▶ [DATA TO PROCESS]
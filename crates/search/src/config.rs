use serde::{Deserialize, Serialize};

use crate::fuzzy::{default_field_weights, FieldWeight, DEFAULT_FUZZY_THRESHOLD};
use crate::normalize::DEFAULT_SIMILARITY_THRESHOLD;

/// Tunables for the matcher. Defaults are the parity constants, not proven optima.
#[derive(Debug, Clone, PartialEq, Serialize, Deserialize)]
pub struct SearchConfig {
    /// Homophone tier: comparable forms must be more similar than this.
    pub similarity_threshold: f64,
    /// Fuzzy tier: per-field distance must be at most this.
    pub fuzzy_threshold: f64,
    pub field_weights: Vec<FieldWeight>,
}

impl Default for SearchConfig {
    fn default() -> Self {
        Self {
            similarity_threshold: DEFAULT_SIMILARITY_THRESHOLD,
            fuzzy_threshold: DEFAULT_FUZZY_THRESHOLD,
            field_weights: default_field_weights(),
        }
    }
}

impl SearchConfig {
    /// Defaults overridden by `CANTEEN_SIMILARITY_THRESHOLD` / `CANTEEN_FUZZY_THRESHOLD`.
    pub fn from_env() -> Self {
        let mut cfg = Self::default();
        if let Some(v) = env_unit_f64("CANTEEN_SIMILARITY_THRESHOLD") { cfg.similarity_threshold = v; }
        if let Some(v) = env_unit_f64("CANTEEN_FUZZY_THRESHOLD") { cfg.fuzzy_threshold = v; }
        cfg
    }
}

fn env_unit_f64(key: &str) -> Option<f64> {
    let raw = std::env::var(key).ok()?;
    match raw.parse::<f64>() {
        Ok(v) if (0.0..=1.0).contains(&v) => Some(v),
        _ => {
            tracing::warn!(key, value = %raw, "ignoring threshold outside 0..=1");
            None
        }
    }
}

#[cfg(test)]
mod tests {
    use super::*;

    #[test]
    fn defaults_match_parity_constants() {
        let c = SearchConfig::default();
        assert_eq!(c.similarity_threshold, 0.7);
        assert_eq!(c.field_weights.len(), 4);
        assert_eq!(c.field_weights[0].weight, 2.0);
    }
}
#![forbid(unsafe_code)]

use std::sync::Arc;
use std::time::Duration;

use canteen_api::{session_with, CanteenApi, PageOutcome, PageQuery, SearchSession};
use canteen_backend::MockBackend;
use canteen_core::SearchRecord;
use canteen_persist::{MemoryStorage, SearchCache};
use canteen_search::SearchConfig;

fn records() -> Vec<SearchRecord> {
    vec![
        SearchRecord::new("1", "兰州拉面", "mainfood").with_location("南门").with_tags(["面食"]),
        SearchRecord::new("2", "Lanzhou Noodles", "mainfood"),
        SearchRecord::new("3", "瑞幸咖啡", "drinks").with_location("图书馆"),
        SearchRecord::new("4", "Tea House", "drinks"),
    ]
}

fn session(backend: Arc<MockBackend>) -> SearchSession {
    session_with(backend, SearchCache::new(Arc::new(MemoryStorage::new())), SearchConfig::default())
}

fn ids(outcome: &PageOutcome) -> Vec<String> {
    match outcome {
        PageOutcome::Page(p) => p.items.iter().map(|f| f.id.clone()).collect(),
        other => panic!("expected a page, got {:?}", other),
    }
}

#[tokio::test]
async fn keyword_before_load_reports_loading() {
    let s = session(Arc::new(MockBackend::new(records())));
    assert_eq!(s.query(&PageQuery::new("拉面")).await, PageOutcome::Loading);
}

#[tokio::test]
async fn keyword_search_hydrates_in_rank_order() {
    let backend = Arc::new(MockBackend::new(records()));
    let s = session(backend.clone());
    s.load(false).await;
    let out = s.query(&PageQuery::new("lanzhou")).await;
    // pinyin hit on "兰州拉面" and a literal hit on "Lanzhou Noodles"; literal ranks first.
    assert_eq!(ids(&out), vec!["2", "1"]);
    assert_eq!(backend.id_calls(), 1);
}

#[tokio::test]
async fn category_filter_applies_to_keyword_results() {
    let s = session(Arc::new(MockBackend::new(records())));
    s.load(false).await;
    // "house" hits "Tea House" (drinks) only; the filter must keep it
    let out = s.query(&PageQuery::new("house").kind("drinks")).await;
    assert_eq!(ids(&out), vec!["4"]);
    match &out {
        PageOutcome::Page(p) => assert_eq!(p.total, 1),
        other => panic!("expected a page, got {:?}", other),
    }
    // "lanzhou" only hits mainfood venues; narrowing to drinks leaves nothing
    match s.query(&PageQuery::new("lanzhou").kind("drinks")).await {
        PageOutcome::Page(p) => {
            assert_eq!(p.total, 0);
            assert!(p.items.is_empty());
        }
        other => panic!("expected a page, got {:?}", other),
    }
}

#[tokio::test]
async fn empty_keyword_uses_server_listing() {
    let backend = Arc::new(MockBackend::new(records()));
    let s = session(backend.clone());
    let out = s.query(&PageQuery::new("  ").kind("drinks").page(1, 1)).await;
    match out {
        PageOutcome::Page(p) => {
            assert_eq!(p.total, 2);
            assert_eq!(p.items.len(), 1);
        }
        other => panic!("expected a page, got {:?}", other),
    }
    assert_eq!(backend.id_calls(), 0);
}

#[tokio::test]
async fn newer_request_supersedes_slow_one() {
    let backend = Arc::new(MockBackend::new(records()).with_delay(Duration::from_millis(50)));
    let s = Arc::new(session(backend));
    s.load(false).await;

    let slow = {
        let s = s.clone();
        tokio::spawn(async move { s.query(&PageQuery::new("lanzhou")).await })
    };
    tokio::time::sleep(Duration::from_millis(10)).await;
    let fast = s.query(&PageQuery::new("咖啡")).await;

    assert_eq!(slow.await.unwrap(), PageOutcome::Superseded);
    assert_eq!(ids(&fast), vec!["3"]);
}

#[tokio::test]
async fn cancel_all_drops_in_flight_results() {
    let backend = Arc::new(MockBackend::new(records()).with_delay(Duration::from_millis(30)));
    let s = Arc::new(session(backend));
    s.load(false).await;
    let pending = {
        let s = s.clone();
        tokio::spawn(async move { s.query(&PageQuery::new("lanzhou")).await })
    };
    tokio::time::sleep(Duration::from_millis(5)).await;
    s.cancel_all();
    assert_eq!(pending.await.unwrap(), PageOutcome::Superseded);
}

#[tokio::test]
async fn facade_rejects_bad_page_size_and_reports_status() {
    let s = session(Arc::new(MockBackend::new(records())));
    let api: &dyn CanteenApi = &s;
    assert!(api.query(PageQuery::new("x").page(1, 0)).await.is_err());

    assert!(!api.load_index(false).await.is_failed());
    let st = api.status();
    assert_eq!(st.records, 4);
    let cached = st.cached.expect("network load writes the cache");
    assert!(cached.current);
    assert_eq!(cached.records, 4);

    api.clear_cache();
    assert!(api.status().cached.is_none());
}

#[tokio::test]
async fn page_outcome_serializes_with_state_tag() {
    let s = session(Arc::new(MockBackend::new(records())));
    let v = serde_json::to_value(s.query(&PageQuery::new("x")).await).unwrap();
    assert_eq!(v["state"], "loading");
}

#[tokio::test(start_paused = true)]
async fn debounced_input_runs_only_the_last_query() {
    let backend = Arc::new(MockBackend::new(records()));
    let s = Arc::new(session(backend.clone()));
    s.load(false).await;
    let (input, mut pages) = s.debounced(Duration::from_millis(300));
    for kw in ["l", "la", "lanzhou"] {
        input.push(PageQuery::new(kw));
        tokio::time::sleep(Duration::from_millis(50)).await;
    }
    let out = pages.recv().await.expect("a page after the quiet window");
    assert_eq!(ids(&out), vec!["2", "1"]);
    assert_eq!(backend.id_calls(), 1, "earlier keystrokes must not reach the backend");
}
#![forbid(unsafe_code)]

use std::sync::Arc;

use canteen_backend::MockBackend;
use canteen_core::{IndexSource, SearchRecord};
use canteen_persist::{MemoryStorage, SearchCache};
use canteen_store::{IndexHandle, IndexLoader, LoadOutcome};

fn records() -> Vec<SearchRecord> {
    vec![
        SearchRecord::new("1", "兰州拉面", "mainfood").with_location("南门"),
        SearchRecord::new("2", "Lanzhou Noodles", "mainfood"),
    ]
}

fn setup(backend: Arc<MockBackend>, cache: SearchCache) -> IndexLoader {
    IndexLoader::new(backend, cache, Arc::new(IndexHandle::new()))
}

#[tokio::test]
async fn network_load_fills_cache_then_cache_short_circuits() {
    let backend = Arc::new(MockBackend::new(records()));
    let cache = SearchCache::new(Arc::new(MemoryStorage::new()));

    let first = setup(backend.clone(), cache.clone());
    assert_eq!(first.load(false).await, LoadOutcome::Network { records: 2 });
    assert_eq!(first.handle().current().source, IndexSource::Network);

    let second = setup(backend.clone(), cache.clone());
    assert_eq!(second.load(false).await, LoadOutcome::Cache { records: 2 });
    assert_eq!(backend.index_calls(), 1, "valid cache must not hit the network");
}

#[tokio::test]
async fn forced_refresh_falls_back_to_cache_on_failure() {
    let backend = Arc::new(MockBackend::new(records()));
    let cache = SearchCache::new(Arc::new(MemoryStorage::new()));
    cache.write_cache(&records());
    backend.set_failing(true);

    let loader = setup(backend, cache);
    match loader.load(true).await {
        LoadOutcome::StaleFallback { records, .. } => assert_eq!(records, 2),
        other => panic!("unexpected outcome {:?}", other),
    }
    assert!(loader.handle().is_loaded());
}

#[tokio::test]
async fn failure_without_any_fallback_leaves_index_empty() {
    let backend = Arc::new(MockBackend::new(records()));
    backend.set_failing(true);
    let loader = setup(backend, SearchCache::detached());
    let outcome = loader.load(false).await;
    assert!(outcome.is_failed());
    assert!(!loader.handle().is_loaded());
    assert!(loader.handle().current().records.is_empty());
}

#[tokio::test]
async fn refresh_failure_keeps_in_memory_index() {
    let backend = Arc::new(MockBackend::new(records()));
    let loader = setup(backend.clone(), SearchCache::detached());
    assert!(matches!(loader.load(false).await, LoadOutcome::Network { .. }));
    backend.set_failing(true);
    assert!(matches!(loader.load(true).await, LoadOutcome::StaleFallback { records: 2, .. }));
    assert_eq!(loader.handle().current().records.len(), 2);
}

▶ [WORK ORDER]
Only a number is wanted here: how many lines of the material hold the word "must".

▶ [TASK RESULT]
5